Praxisassistent Somatik

Diese Praxisschwester führt Patienten mit einer körperlichen chronischen Erkrankung, insbesondere mit Diabetes, Asthma / COPD und Herz- und Gefäßerkrankungen.[2] Die Praxiskrankenschwester informiert zum Beispiel über die Krankheitsbild, führt den Patienten in Medikamenteneinnahme und Lebensstiländerungen und überwachenzu untersuchen von.[2] Eine Praxiskrankenschwester hat in der Regel einen eigenen Arbeitsplatz innerhalb der Hausarztpraxis, in dem er selbstständig Patienten behandeln kann. Eine Praxiskrankenschwester hat eigene Sprechzeiten und besucht auch Patienten. Eine Praxiskrankenschwester ist nicht berechtigt, neue Medikamente zu verschreiben und Diagnosen zu setzen. Eine Praxiskrankenschwester kann jedoch Disziplin beraten und i.a.m. der Arzt oder Facharzt jemanden in der aufnehmen lassen Krankenhaus, aufgrund einer Verschlechterung oder Verschlechterung von Gesundheitsbeschwerden.

Eine Praxiskrankenschwester hat eine Zusatzausbildung zur praktischen Unterstützung absolviert. Für HBO-Krankenschwestern dauert dies ein Jahr. Vor dem Arzthelferinnen und MBO-Krankenschwestern dauert dies zwei Jahre.[3] Praxiskrankenschwestern mit pflegerischem Hintergrund (MBO oder HBO) bezeichnen sich auch als Praxiskrankenschwestern.

Grundsätzlich ist die Praxiskrankenschwester in der hausärztlichen Versorgung tätig und es besteht in der Regel ein Arbeitsverhältnis mit einer (Gruppe von) Hausärzten, jedoch eine Entsendung über eine eigene Stiftung, die, Heimpflege oder in einem Krankenhaus kommt auch vor. Eine Praxiskrankenschwester kann nur in dieser Position arbeiten oder diese mit der Funktion kombinieren, z.B. Diabeteskrankenschwester, Lungenkrankenschwester oder Herz-Kreislauf-Krankenschwester.

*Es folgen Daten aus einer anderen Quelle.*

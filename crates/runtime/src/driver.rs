use std::sync::Arc;
use std::time::Duration;

use population::{
    select_game_modes, split_into_batches, team_size_limit, PopulationGenerator, PopulationSpec,
};
use rand::{rngs::StdRng, SeedableRng};
use tokio::time::{sleep, Instant};
use tracing::{info, warn};

use crate::aggregate::PoolSummary;
use crate::config::PoolDefinition;
use crate::event_log::EventLog;
use crate::logging::{RunLogEvent, RunLogEventKind, RunLogWriter, TracingRunLogWriter};
use crate::metrics::PoolRunStats;
use crate::monitor::LifecycleMonitor;
use crate::registry::TicketRegistry;
use crate::service::MatchmakingService;
use crate::ticket::{generate_ticket_id, ticket_key_prefix, TicketRequest};

#[derive(Debug, Clone, PartialEq)]
pub struct PoolRunReport {
    pub pool_name: String,
    pub logs: String,
    pub total_players: usize,
    pub batches: usize,
    pub submitted: usize,
    pub submission_error: Option<String>,
    pub monitor_error: Option<String>,
    pub summary: PoolSummary,
    pub elapsed: Duration,
}

impl PoolRunReport {
    pub fn average_batch_secs(&self) -> f64 {
        if self.batches == 0 {
            return 0.0;
        }
        self.elapsed.as_secs_f64() / self.batches as f64
    }
}

/// Generates one pool's population, submits it batch by batch and waits for
/// the monitor to account for every ticket.
pub struct PoolDriver {
    pool: PoolDefinition,
    run_id: u64,
    service: Arc<dyn MatchmakingService>,
    event_log: Option<Arc<dyn EventLog>>,
    seed: Option<u64>,
}

impl PoolDriver {
    pub fn new(pool: PoolDefinition, run_id: u64, service: Arc<dyn MatchmakingService>) -> Self {
        Self {
            pool,
            run_id,
            service,
            event_log: None,
            seed: None,
        }
    }

    pub fn with_event_log(mut self, event_log: Arc<dyn EventLog>) -> Self {
        self.event_log = Some(event_log);
        self
    }

    pub fn with_seed(mut self, seed: u64) -> Self {
        self.seed = Some(seed);
        self
    }

    pub fn pool_name(&self) -> &str {
        &self.pool.name
    }

    pub async fn run(self) -> PoolRunReport {
        let started = Instant::now();
        let pool = &self.pool;
        let settings = &pool.settings;
        let mut rng = match self.seed {
            Some(seed) => StdRng::seed_from_u64(seed),
            None => StdRng::from_entropy(),
        };
        let mut run_log = TracingRunLogWriter::new(pool.name.as_str());

        let (spec, skipped) = PopulationSpec::from_player_data(&settings.player_attribute_distributions);
        for attribute in skipped {
            warn!(
                pool = pool.name.as_str(),
                attribute = attribute.name.as_str(),
                reason = attribute.reason,
                "skipping player attribute"
            );
        }
        let id_namespace = format!("{}{}-{}", settings.id_prefix, self.run_id, pool.name);
        let players = PopulationGenerator::new(spec)
            .with_id_namespace(id_namespace)
            .generate(settings.total_players, &mut rng);
        let limit = team_size_limit(&pool.name, settings.team_size_default, settings.team_size_small);
        let batches = split_into_batches(players, limit, &mut rng);
        let batch_count = batches.len();

        let key_prefix = ticket_key_prefix(&settings.id_prefix, self.run_id, &pool.name);
        let registry = Arc::new(TicketRegistry::new());
        let monitor = LifecycleMonitor::start(
            pool,
            &key_prefix,
            Arc::clone(&self.service),
            self.event_log.clone(),
            Arc::clone(&registry),
            self.seed.map(|seed| seed.wrapping_add(1)),
        );
        info!(
            pool = pool.name.as_str(),
            players = settings.total_players,
            batches = batch_count,
            mode = monitor.mode().as_str(),
            "pool run started"
        );

        let mut submission_error = None;
        for (index, batch) in batches.iter().enumerate() {
            let selection = select_game_modes(&pool.name, &settings.game_modes, &mut rng);
            let request = TicketRequest::new(
                generate_ticket_id(&key_prefix, &mut rng),
                pool.name.as_str(),
                batch,
                &selection.modes,
            );

            match self.service.start_matchmaking(&request).await {
                Ok(ticket_id) => {
                    run_log.write(RunLogEvent::new(ticket_id.as_str(), RunLogEventKind::TicketSubmitted));
                    registry.register(ticket_id).await;
                }
                Err(err) => {
                    warn!(
                        pool = pool.name.as_str(),
                        batch = index,
                        error = %err,
                        "ticket submission failed, skipping remaining batches"
                    );
                    submission_error = Some(err.to_string());
                    break;
                }
            }

            if index + 1 < batch_count {
                sleep(selection.pacing.sample(&mut rng)).await;
            }
        }
        registry.finish_submission();

        let (summary, monitor_error) = match monitor.finish().await {
            Ok(stats) => (PoolSummary::from_stats(&stats), None),
            Err(err) => {
                warn!(pool = pool.name.as_str(), error = %err, "monitor did not finish cleanly");
                let mut stats = PoolRunStats::new();
                stats.mark_unresolved(registry.active_count().await);
                (PoolSummary::from_stats(&stats), Some(err.to_string()))
            }
        };

        let report = PoolRunReport {
            pool_name: pool.name.clone(),
            logs: settings.logs.clone(),
            total_players: settings.total_players,
            batches: batch_count,
            submitted: registry.submitted(),
            submission_error,
            monitor_error,
            summary,
            elapsed: started.elapsed(),
        };
        info!(
            pool = report.pool_name.as_str(),
            completed = report.summary.completed,
            failed = report.summary.failed,
            elapsed_secs = report.elapsed.as_secs_f64(),
            "pool run finished"
        );
        report
    }
}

Eine Praxiskrankenschwester ist nicht zu verwechseln mit einer Krankenschwester, trotz des Wortes hier trainieren scheint drin zu sein. Die wörtliche Übersetzung ist jedoch Krankenschwester praktizierender Arzt, bezeichnet eine Unabhängigkeit, die im Englischen der entspricht Hausarzt (Hausarzt). Eine Krankenschwester ist berechtigt, Diagnosen zu stellen. Praxiskrankenschwestern können jedoch die gleiche Subspezialität wie der Nurse Practitioner behandeln.

Praxis Krankenschwester psychische Gesundheit

Die Psychiatrie-Praxisschwester (poh-ggz) identifiziert, diagnostiziert, interveniert und unterstützt in Zusammenarbeit mit dem Hausarzt bei psychischen Problemen.[4] Die Aktivitäten zielen darauf ab, psychologische Aspekte von Gesundheitsproblemen, gute Überweisungen und Dringlichkeitsermittlungen (Triage), Kurzzeitbetreuung, Psychoedukation, Pflegekontinuität/ Fallmanagement und Prävention.[4]

Die GGZ-Praxiskrankenschwester hat eine Zusatzausbildung absolviert, die zwischen fünf und zwanzig Tagen dauert, verteilt auf einen Zeitraum von drei Monaten bis zu einem Jahr in Kombination mit einem Berufspraktikum[5]. Die Ausbildung ist offen für: sozialpsychiatrische Krankenschwestern, Krankenschwestern mit Erfahrung in der psychischen Gesundheitsversorgung, Sozialarbeiter und praktizieren Krankenschwestern Somatik.[6]